Data supplied START
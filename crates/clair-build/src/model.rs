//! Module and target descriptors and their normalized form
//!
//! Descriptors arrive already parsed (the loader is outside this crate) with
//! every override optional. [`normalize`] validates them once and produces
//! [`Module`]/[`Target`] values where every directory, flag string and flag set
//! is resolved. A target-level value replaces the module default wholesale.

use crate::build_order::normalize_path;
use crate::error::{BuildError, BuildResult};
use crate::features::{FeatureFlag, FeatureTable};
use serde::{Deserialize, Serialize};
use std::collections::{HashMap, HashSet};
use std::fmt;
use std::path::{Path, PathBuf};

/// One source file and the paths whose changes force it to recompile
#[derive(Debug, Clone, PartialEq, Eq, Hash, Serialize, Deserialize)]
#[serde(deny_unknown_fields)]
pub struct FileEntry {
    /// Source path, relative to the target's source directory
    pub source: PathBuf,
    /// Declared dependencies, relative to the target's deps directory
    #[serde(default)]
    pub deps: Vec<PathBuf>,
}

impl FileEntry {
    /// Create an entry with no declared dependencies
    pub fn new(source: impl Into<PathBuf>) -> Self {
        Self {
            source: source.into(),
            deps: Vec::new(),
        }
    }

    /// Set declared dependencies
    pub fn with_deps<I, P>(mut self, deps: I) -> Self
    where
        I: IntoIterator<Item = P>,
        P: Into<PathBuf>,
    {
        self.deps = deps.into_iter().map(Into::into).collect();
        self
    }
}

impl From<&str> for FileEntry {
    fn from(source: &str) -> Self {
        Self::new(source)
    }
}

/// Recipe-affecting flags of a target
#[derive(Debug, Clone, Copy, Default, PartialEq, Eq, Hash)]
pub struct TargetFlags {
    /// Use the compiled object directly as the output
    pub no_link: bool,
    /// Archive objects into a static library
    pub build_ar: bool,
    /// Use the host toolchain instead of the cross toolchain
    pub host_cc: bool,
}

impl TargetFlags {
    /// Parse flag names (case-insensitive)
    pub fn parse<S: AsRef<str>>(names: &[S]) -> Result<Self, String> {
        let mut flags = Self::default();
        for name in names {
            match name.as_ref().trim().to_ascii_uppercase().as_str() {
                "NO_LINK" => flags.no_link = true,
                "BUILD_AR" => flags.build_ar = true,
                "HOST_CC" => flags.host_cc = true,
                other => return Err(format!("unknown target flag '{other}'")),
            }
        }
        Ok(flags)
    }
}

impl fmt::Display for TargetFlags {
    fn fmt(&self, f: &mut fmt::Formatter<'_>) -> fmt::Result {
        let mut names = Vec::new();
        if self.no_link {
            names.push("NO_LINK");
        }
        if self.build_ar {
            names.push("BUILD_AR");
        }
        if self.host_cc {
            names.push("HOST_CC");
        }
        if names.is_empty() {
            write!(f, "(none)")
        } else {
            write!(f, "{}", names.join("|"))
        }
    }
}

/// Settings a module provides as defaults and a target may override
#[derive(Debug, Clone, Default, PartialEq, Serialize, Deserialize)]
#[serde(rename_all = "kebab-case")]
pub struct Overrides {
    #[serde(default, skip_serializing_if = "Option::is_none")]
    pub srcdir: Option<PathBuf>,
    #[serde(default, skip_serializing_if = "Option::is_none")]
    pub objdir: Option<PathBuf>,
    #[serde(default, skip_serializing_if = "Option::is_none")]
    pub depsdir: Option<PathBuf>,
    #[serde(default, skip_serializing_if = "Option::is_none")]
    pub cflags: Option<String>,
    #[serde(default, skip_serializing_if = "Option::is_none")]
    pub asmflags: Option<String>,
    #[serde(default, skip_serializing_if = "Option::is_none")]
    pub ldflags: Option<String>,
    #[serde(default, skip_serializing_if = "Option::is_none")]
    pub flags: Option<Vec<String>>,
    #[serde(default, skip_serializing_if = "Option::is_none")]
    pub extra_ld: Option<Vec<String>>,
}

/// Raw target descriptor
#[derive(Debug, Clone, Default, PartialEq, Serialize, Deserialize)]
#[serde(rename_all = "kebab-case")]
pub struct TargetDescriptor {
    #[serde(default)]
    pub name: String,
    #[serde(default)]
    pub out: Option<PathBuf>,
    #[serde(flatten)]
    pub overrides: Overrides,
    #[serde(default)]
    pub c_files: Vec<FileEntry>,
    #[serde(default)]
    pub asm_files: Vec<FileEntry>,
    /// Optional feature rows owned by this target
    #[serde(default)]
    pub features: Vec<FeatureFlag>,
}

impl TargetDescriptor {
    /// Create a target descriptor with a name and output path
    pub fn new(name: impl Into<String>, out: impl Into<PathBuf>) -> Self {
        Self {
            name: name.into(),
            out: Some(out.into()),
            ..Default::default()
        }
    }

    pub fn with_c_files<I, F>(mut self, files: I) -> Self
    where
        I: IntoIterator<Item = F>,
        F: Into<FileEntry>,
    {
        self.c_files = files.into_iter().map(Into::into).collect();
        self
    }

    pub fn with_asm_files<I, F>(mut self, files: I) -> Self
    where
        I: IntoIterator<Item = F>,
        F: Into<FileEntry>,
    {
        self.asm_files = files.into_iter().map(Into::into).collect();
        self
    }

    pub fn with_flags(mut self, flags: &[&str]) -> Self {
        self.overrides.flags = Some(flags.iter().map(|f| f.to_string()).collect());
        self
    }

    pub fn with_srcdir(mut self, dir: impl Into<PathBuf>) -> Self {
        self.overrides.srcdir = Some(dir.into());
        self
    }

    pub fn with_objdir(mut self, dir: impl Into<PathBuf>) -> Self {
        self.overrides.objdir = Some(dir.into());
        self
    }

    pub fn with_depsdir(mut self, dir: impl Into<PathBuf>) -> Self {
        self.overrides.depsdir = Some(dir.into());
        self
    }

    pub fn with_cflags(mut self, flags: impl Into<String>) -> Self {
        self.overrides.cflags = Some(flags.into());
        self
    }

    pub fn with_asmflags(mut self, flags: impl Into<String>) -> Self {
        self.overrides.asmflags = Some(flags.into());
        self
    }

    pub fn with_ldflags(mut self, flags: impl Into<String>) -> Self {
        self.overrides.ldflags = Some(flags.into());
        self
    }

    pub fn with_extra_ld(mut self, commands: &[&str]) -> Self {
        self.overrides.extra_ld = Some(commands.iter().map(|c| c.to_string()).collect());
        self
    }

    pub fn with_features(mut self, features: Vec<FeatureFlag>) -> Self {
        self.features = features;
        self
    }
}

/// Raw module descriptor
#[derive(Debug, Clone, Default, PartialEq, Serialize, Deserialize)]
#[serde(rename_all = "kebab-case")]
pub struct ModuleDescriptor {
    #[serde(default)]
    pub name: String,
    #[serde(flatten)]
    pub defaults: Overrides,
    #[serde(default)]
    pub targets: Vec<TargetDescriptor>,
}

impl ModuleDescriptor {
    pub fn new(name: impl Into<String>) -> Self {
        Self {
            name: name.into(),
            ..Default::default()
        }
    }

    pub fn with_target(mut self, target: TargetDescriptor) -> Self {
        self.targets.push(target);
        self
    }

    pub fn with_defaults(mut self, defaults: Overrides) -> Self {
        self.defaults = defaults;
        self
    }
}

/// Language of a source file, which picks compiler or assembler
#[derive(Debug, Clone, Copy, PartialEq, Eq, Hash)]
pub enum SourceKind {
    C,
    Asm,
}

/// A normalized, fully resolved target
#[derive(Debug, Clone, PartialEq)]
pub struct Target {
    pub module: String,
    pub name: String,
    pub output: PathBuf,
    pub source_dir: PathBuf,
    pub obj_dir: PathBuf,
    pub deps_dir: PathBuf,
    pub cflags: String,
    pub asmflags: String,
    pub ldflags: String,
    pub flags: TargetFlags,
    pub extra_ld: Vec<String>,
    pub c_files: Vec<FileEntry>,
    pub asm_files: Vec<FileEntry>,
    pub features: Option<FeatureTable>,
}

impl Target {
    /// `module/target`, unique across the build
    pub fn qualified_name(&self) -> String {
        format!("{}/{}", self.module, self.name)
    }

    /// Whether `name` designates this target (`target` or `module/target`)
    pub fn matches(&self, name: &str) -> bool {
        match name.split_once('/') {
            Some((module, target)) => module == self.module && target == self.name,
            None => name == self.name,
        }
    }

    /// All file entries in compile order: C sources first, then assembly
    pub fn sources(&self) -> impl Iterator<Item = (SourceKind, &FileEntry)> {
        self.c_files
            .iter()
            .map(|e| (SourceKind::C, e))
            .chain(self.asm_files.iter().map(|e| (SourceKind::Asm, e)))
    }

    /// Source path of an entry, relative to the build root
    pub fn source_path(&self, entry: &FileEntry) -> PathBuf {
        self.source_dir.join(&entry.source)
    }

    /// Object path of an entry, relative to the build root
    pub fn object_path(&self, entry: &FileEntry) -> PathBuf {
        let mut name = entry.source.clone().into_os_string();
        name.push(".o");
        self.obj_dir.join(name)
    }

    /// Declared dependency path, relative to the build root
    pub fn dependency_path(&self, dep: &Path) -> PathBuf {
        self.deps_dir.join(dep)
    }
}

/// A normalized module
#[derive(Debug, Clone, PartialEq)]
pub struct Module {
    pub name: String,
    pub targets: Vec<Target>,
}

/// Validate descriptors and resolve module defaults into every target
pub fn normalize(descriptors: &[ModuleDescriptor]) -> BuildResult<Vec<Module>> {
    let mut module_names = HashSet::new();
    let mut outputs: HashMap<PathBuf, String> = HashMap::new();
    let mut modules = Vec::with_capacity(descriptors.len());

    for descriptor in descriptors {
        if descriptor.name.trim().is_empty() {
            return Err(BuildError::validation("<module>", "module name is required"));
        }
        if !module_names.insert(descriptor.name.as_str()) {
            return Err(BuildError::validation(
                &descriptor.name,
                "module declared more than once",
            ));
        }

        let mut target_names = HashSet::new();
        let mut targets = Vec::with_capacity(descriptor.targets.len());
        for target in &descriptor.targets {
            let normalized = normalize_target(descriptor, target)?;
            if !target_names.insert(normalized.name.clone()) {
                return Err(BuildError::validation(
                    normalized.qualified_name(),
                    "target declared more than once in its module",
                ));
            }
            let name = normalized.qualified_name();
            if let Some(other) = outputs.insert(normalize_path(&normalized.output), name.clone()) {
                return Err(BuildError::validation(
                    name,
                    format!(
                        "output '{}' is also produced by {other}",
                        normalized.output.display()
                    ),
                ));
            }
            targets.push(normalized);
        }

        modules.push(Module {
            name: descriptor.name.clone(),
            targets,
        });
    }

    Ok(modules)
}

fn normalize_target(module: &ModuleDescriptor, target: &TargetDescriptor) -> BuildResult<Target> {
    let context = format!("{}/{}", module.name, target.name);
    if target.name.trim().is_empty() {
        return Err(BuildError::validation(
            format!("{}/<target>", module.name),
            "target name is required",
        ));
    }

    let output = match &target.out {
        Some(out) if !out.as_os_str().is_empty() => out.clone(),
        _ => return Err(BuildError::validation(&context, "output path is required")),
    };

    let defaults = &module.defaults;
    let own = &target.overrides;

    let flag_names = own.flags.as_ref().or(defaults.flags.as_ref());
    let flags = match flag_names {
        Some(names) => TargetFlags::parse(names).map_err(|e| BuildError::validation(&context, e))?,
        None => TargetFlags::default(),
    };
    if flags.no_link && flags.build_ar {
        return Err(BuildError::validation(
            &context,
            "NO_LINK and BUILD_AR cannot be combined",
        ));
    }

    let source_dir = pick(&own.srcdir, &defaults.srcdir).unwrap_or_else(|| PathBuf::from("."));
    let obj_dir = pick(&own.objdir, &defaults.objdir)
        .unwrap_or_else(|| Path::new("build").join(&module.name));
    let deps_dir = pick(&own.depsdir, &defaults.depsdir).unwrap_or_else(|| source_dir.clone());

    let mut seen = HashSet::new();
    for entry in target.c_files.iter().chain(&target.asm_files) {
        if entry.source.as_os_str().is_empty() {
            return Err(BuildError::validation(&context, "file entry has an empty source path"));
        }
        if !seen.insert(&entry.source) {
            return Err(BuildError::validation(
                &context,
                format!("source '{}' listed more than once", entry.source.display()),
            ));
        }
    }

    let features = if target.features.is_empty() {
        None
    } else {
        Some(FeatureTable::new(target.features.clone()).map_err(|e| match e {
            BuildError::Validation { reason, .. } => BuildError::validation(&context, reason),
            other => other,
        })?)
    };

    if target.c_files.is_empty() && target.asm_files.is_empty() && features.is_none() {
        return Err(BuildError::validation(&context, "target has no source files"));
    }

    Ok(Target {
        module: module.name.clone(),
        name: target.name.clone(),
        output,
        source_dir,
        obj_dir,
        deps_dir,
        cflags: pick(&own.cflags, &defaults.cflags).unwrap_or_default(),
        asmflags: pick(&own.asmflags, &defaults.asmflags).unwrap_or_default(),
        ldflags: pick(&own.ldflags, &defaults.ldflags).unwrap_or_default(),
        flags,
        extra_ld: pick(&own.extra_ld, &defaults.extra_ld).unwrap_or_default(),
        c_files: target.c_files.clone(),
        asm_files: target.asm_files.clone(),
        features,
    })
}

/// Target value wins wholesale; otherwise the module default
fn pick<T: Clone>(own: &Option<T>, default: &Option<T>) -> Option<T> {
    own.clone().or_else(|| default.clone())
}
Data supplied END
What you should do >> Report only how many lines in the records contain the word "modules".

Exercise solution >> 3